Farida mengangguk. Dugaannya benar. Sebab saat tadi ia mengulurkan daging pada Yuni, ibunya itu bilang ingin makan rendang. Dan akan meminta Naima mengolahnya, tapi Farida tahu jika waktu untuk memasak rendang tidak akan cukup sebab Naima harus pergi mengajar.

"Permisi, Buk ... Mas," ujar Naima saat melewati ibu mertua dan suaminya. Gegas ia pergi ke kamar untuk bersiap.

Sementara Yuni menatap tidak suka pada menantunya. "Liat tuh, istri kamu.
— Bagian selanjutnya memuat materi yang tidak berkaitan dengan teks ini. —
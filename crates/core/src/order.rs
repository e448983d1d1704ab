//! Orders and the line items a checkout submits.

use chrono::{DateTime, Utc};
use serde::{Deserialize, Serialize};
use serde_json::Value;

use crate::address::ShippingAddress;
use crate::catalog::Product;
use crate::types::{Email, FilamentType, Money, OrderId, OrderStatus, ProductId};

/// A product/quantity pair requested at checkout, after normalization.
#[derive(Debug, Clone, PartialEq, Eq, Serialize, Deserialize)]
#[serde(rename_all = "camelCase")]
pub struct RequestedLine {
    pub product_id: ProductId,
    pub quantity: u32,
}

/// Why a submitted item list was rejected.
#[derive(thiserror::Error, Debug, Clone, Copy, PartialEq, Eq)]
pub enum LineItemError {
    /// Nothing (or nothing parseable) was submitted.
    #[error("no line items")]
    Empty,
    /// A line lacks a product reference or has a non-positive quantity.
    #[error("invalid line item")]
    InvalidQuantity,
}

/// Parse and normalize a submitted item list.
///
/// Accepts a JSON array or a JSON-encoded string holding one. Each element
/// may be `{productId, quantity}` or a cart snapshot
/// `{product: {id, ..}, quantity}`. Lines for the same product are merged by
/// summing quantities, keeping first-seen order.
///
/// # Errors
///
/// - [`LineItemError::Empty`] if the list is missing, unparseable or empty.
/// - [`LineItemError::InvalidQuantity`] if any line has no product id, a
///   quantity that is not a positive integer, or merged quantities overflow.
pub fn normalize_line_items(submitted: &Value) -> Result<Vec<RequestedLine>, LineItemError> {
    let decoded;
    let value = match submitted {
        Value::String(text) => {
            decoded = serde_json::from_str::<Value>(text).map_err(|_| LineItemError::Empty)?;
            &decoded
        }
        other => other,
    };
    let elements = value.as_array().ok_or(LineItemError::Empty)?;
    if elements.is_empty() {
        return Err(LineItemError::Empty);
    }

    let mut merged: Vec<RequestedLine> = Vec::with_capacity(elements.len());
    for element in elements {
        let product_id = line_product_id(element).ok_or(LineItemError::InvalidQuantity)?;
        let quantity = line_quantity(element).ok_or(LineItemError::InvalidQuantity)?;

        if let Some(existing) = merged.iter_mut().find(|l| l.product_id == product_id) {
            existing.quantity = existing
                .quantity
                .checked_add(quantity)
                .ok_or(LineItemError::InvalidQuantity)?;
        } else {
            merged.push(RequestedLine {
                product_id,
                quantity,
            });
        }
    }
    Ok(merged)
}

fn line_product_id(element: &Value) -> Option<ProductId> {
    element
        .get("productId")
        .or_else(|| element.get("product").and_then(|p| p.get("id")))
        .and_then(Value::as_str)
        .map(str::trim)
        .filter(|id| !id.is_empty())
        .map(ProductId::from)
}

#[allow(clippy::cast_possible_truncation, clippy::cast_sign_loss)]
fn line_quantity(element: &Value) -> Option<u32> {
    let raw = element.get("quantity")?;
    let whole = match raw.as_u64() {
        Some(n) => n,
        None => {
            // Integral floats such as `3.0` are accepted; `2.5` and negatives are not.
            let f = raw.as_f64()?;
            if f.fract() != 0.0 || f < 1.0 || f > f64::from(u32::MAX) {
                return None;
            }
            f as u64
        }
    };
    u32::try_from(whole).ok().filter(|&q| q > 0)
}

/// One line of a placed order, denormalized for display and history.
#[derive(Debug, Clone, PartialEq, Eq, Serialize, Deserialize)]
#[serde(rename_all = "camelCase")]
pub struct OrderLine {
    pub product_id: ProductId,
    pub quantity: u32,
    pub unit_price: Money,
    pub name: String,
    #[serde(rename = "type")]
    pub filament_type: FilamentType,
    pub color: String,
    pub hex: String,
    pub weight: String,
}

impl OrderLine {
    /// Snapshot a product at its current price.
    #[must_use]
    pub fn snapshot(product: &Product, quantity: u32) -> Self {
        Self {
            product_id: product.id.clone(),
            quantity,
            unit_price: product.price,
            name: product.name.clone(),
            filament_type: product.filament_type,
            color: product.color.clone(),
            hex: product.hex.clone(),
            weight: product.weight.clone(),
        }
    }

    #[must_use]
    pub fn line_total(&self) -> Money {
        self.unit_price.times(self.quantity)
    }
}

/// Sum of line totals, rounded to cents.
#[must_use]
pub fn order_total(lines: &[OrderLine]) -> Money {
    lines.iter().map(OrderLine::line_total).sum::<Money>().rounded()
}

/// An order to be written by the store.
#[derive(Debug, Clone, PartialEq, Eq)]
pub struct NewOrder {
    pub order_number: String,
    pub customer_name: String,
    pub customer_email: Email,
    pub total: Money,
    pub date: DateTime<Utc>,
    pub status: OrderStatus,
    pub items: Vec<OrderLine>,
    pub address: ShippingAddress,
}

/// A persisted order.
#[derive(Debug, Clone, PartialEq, Eq, Serialize, Deserialize)]
#[serde(rename_all = "camelCase")]
pub struct Order {
    pub id: OrderId,
    pub order_number: String,
    pub customer_name: String,
    pub customer_email: Email,
    pub total: Money,
    pub date: DateTime<Utc>,
    pub status: OrderStatus,
    pub items: Vec<OrderLine>,
    pub address: ShippingAddress,
}

impl Order {
    /// Attach the store-assigned id.
    #[must_use]
    pub fn from_new(id: OrderId, new: NewOrder) -> Self {
        Self {
            id,
            order_number: new.order_number,
            customer_name: new.customer_name,
            customer_email: new.customer_email,
            total: new.total,
            date: new.date,
            status: new.status,
            items: new.items,
            address: new.address,
        }
    }
}

/// Newest first; ties broken by id, descending.
pub fn sort_newest_first(orders: &mut [Order]) {
    orders.sort_by(|a, b| b.date.cmp(&a.date).then_with(|| b.id.cmp(&a.id)));
}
Makin kurang ajar saja. Disuruh masak malah banyak alasan," ujar Yuni mengadu. Ia paling tidak suka jika melihat Faris diam saja membiarkan Naima begitu saja.

Usai bersiap, Naima segera keluar mencari suaminya. "Ayo Mas, kita berangkat, aku sudah siap."

Naima baru saja melangkahkan kakinya keluar pintu, tapi Faris justru pergi begitu saja meninggalkan dirinya. Seakan sengaja tak menunggunya.

"Lho, Mas, kok aku ditinggal?" teriak Naima. Sedang mobil Faris terus saja melaju tak mengindahkan teriakan Naima.

Wanita itu terpaku di teras melihat mobil Faris yang makin menjauh.

"Makanya jangan sok-sokan bilang telat. Baru disuruh masak saja alesan telat. Sekarang jadi telat beneran, kan? Lagian, nunggu kok istri yang nggak cekatan. Cih ... mending berangkat sendiri," ujar Yuni yang muncul dari dalam.

Puas sekali hati wanita itu karena telah mengolok-olok menantunya. Yuni seakan sengaja ingin membuat Naima tidak betah berada di rumahnya. Ia ingin Naima bercerai dan pergi dari hidup putranya.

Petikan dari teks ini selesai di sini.